> _WORK TO BE COMPLETED_:
What is needed is an exact copy of all the entries below.

(Dataset entries)
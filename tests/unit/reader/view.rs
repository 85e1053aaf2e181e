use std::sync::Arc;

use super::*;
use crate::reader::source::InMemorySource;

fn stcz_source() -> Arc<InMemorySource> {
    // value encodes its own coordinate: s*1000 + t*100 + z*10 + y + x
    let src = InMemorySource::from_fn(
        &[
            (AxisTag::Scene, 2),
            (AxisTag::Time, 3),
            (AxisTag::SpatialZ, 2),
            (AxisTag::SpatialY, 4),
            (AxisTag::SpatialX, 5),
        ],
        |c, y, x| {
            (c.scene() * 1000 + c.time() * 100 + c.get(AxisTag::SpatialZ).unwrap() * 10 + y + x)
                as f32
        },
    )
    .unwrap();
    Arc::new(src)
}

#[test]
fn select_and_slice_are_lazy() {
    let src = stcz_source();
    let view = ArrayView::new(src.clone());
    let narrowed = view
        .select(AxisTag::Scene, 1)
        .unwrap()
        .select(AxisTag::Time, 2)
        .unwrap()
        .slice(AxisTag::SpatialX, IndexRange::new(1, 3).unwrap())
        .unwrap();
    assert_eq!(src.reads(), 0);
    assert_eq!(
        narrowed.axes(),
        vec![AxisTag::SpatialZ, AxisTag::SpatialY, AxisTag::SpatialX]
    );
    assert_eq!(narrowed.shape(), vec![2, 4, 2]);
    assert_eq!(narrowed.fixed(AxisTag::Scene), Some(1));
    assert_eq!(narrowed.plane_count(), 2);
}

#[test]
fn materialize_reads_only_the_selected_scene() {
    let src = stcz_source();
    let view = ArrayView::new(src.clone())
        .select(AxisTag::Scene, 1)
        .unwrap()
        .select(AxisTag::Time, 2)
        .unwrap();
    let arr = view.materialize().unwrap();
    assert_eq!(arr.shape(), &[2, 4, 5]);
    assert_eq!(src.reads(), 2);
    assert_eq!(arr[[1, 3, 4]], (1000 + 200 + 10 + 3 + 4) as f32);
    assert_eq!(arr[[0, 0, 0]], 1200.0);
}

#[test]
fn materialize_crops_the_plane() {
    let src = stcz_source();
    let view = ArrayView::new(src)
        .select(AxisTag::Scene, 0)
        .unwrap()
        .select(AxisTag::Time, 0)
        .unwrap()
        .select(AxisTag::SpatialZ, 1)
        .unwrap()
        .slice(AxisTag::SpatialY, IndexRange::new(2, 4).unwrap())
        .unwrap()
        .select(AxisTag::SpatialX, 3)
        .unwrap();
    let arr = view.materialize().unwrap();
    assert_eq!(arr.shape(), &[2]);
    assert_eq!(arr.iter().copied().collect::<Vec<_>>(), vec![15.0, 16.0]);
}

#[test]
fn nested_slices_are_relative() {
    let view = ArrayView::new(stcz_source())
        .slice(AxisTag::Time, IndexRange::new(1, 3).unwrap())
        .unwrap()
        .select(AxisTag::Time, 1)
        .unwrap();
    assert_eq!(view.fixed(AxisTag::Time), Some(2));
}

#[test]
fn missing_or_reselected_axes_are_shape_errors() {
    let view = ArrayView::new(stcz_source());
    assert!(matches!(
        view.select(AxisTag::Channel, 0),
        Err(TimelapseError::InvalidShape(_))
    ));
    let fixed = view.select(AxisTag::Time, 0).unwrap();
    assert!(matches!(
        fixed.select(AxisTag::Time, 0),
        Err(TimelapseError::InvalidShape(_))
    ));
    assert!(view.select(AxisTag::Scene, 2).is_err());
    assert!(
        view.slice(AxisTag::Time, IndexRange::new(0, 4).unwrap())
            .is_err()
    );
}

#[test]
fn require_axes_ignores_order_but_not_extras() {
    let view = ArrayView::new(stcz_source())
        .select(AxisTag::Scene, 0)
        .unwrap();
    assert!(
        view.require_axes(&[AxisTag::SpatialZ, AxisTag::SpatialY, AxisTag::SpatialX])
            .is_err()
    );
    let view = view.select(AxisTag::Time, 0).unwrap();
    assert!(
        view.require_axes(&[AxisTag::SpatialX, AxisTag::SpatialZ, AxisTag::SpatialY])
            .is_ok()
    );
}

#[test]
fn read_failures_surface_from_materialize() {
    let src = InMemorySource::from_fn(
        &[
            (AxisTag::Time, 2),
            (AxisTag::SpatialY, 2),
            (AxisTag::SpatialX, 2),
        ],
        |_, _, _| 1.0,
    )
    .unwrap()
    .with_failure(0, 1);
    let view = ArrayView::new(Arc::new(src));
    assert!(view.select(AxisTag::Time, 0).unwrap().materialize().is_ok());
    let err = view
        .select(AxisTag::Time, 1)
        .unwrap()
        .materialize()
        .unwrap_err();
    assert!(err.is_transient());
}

> _EXERCISE SOLUTION_:
filename tests/unit/reader/view.rs
repository 85e1053aaf2e181e
use std::sync::Arc;

use super::*;
use crate::reader::source::InMemorySource;

fn stcz_source() -> Arc<InMemorySource> {
    // value encodes its own coordinate: s*1000 + t*100 + z*10 + y + x
    let src = InMemorySource::from_fn(
        &[
            (AxisTag::Scene, 2),
            (AxisTag::Time, 3),
            (AxisTag::SpatialZ, 2),
            (AxisTag::SpatialY, 4),
            (AxisTag::SpatialX, 5),
        ],
        |c, y, x| {
            (c.scene() * 1000 + c.time() * 100 + c.get(AxisTag::SpatialZ).unwrap() * 10 + y + x)
                as f32
        },
    )
    .unwrap();
    Arc::new(src)
}

#[test]
fn select_and_slice_are_lazy() {
    let src = stcz_source();
    let view = ArrayView::new(src.clone());
    let narrowed = view
        .select(AxisTag::Scene, 1)
        .unwrap()
        .select(AxisTag::Time, 2)
        .unwrap()
        .slice(AxisTag::SpatialX, IndexRange::new(1, 3).unwrap())
        .unwrap();
    assert_eq!(src.reads(), 0);
    assert_eq!(
        narrowed.axes(),
        vec![AxisTag::SpatialZ, AxisTag::SpatialY, AxisTag::SpatialX]
    );
    assert_eq!(narrowed.shape(), vec![2, 4, 2]);
    assert_eq!(narrowed.fixed(AxisTag::Scene), Some(1));
    assert_eq!(narrowed.plane_count(), 2);
}

#[test]
fn materialize_reads_only_the_selected_scene() {
    let src = stcz_source();
    let view = ArrayView::new(src.clone())
        .select(AxisTag::Scene, 1)
        .unwrap()
        .select(AxisTag::Time, 2)
        .unwrap();
    let arr = view.materialize().unwrap();
    assert_eq!(arr.shape(), &[2, 4, 5]);
    assert_eq!(src.reads(), 2);
    assert_eq!(arr[[1, 3, 4]], (1000 + 200 + 10 + 3 + 4) as f32);
    assert_eq!(arr[[0, 0, 0]], 1200.0);
}

#[test]
fn materialize_crops_the_plane() {
    let src = stcz_source();
    let view = ArrayView::new(src)
        .select(AxisTag::Scene, 0)
        .unwrap()
        .select(AxisTag::Time, 0)
        .unwrap()
        .select(AxisTag::SpatialZ, 1)
        .unwrap()
        .slice(AxisTag::SpatialY, IndexRange::new(2, 4).unwrap())
        .unwrap()
        .select(AxisTag::SpatialX, 3)
        .unwrap();
    let arr = view.materialize().unwrap();
    assert_eq!(arr.shape(), &[2]);
    assert_eq!(arr.iter().copied().collect::<Vec<_>>(), vec![15.0, 16.0]);
}

#[test]
fn nested_slices_are_relative() {
    let view = ArrayView::new(stcz_source())
        .slice(AxisTag::Time, IndexRange::new(1, 3).unwrap())
        .unwrap()
        .select(AxisTag::Time, 1)
        .unwrap();
    assert_eq!(view.fixed(AxisTag::Time), Some(2));
}

#[test]
fn missing_or_reselected_axes_are_shape_errors() {
    let view = ArrayView::new(stcz_source());
    assert!(matches!(
        view.select(AxisTag::Channel, 0),
        Err(TimelapseError::InvalidShape(_))
    ));
    let fixed = view.select(AxisTag::Time, 0).unwrap();
    assert!(matches!(
        fixed.select(AxisTag::Time, 0),
        Err(TimelapseError::InvalidShape(_))
    ));
    assert!(view.select(AxisTag::Scene, 2).is_err());
    assert!(
        view.slice(AxisTag::Time, IndexRange::new(0, 4).unwrap())
            .is_err()
    );
}

#[test]
fn require_axes_ignores_order_but_not_extras() {
    let view = ArrayView::new(stcz_source())
        .select(AxisTag::Scene, 0)
        .unwrap();
    assert!(
        view.require_axes(&[AxisTag::SpatialZ, AxisTag::SpatialY, AxisTag::SpatialX])
            .is_err()
    );
    let view = view.select(AxisTag::Time, 0).unwrap();
    assert!(
        view.require_axes(&[AxisTag::SpatialX, AxisTag::SpatialZ, AxisTag::SpatialY])
            .is_ok()
    );
}

#[test]
fn read_failures_surface_from_materialize() {
    let src = InMemorySource::from_fn(
        &[
            (AxisTag::Time, 2),
            (AxisTag::SpatialY, 2),
            (AxisTag::SpatialX, 2),
        ],
        |_, _, _| 1.0,
    )
    .unwrap()
    .with_failure(0, 1);
    let view = ArrayView::new(Arc::new(src));
    assert!(view.select(AxisTag::Time, 0).unwrap().materialize().is_ok());
    let err = view
        .select(AxisTag::Time, 1)
        .unwrap()
        .materialize()
        .unwrap_err();
    assert!(err.is_transient());
}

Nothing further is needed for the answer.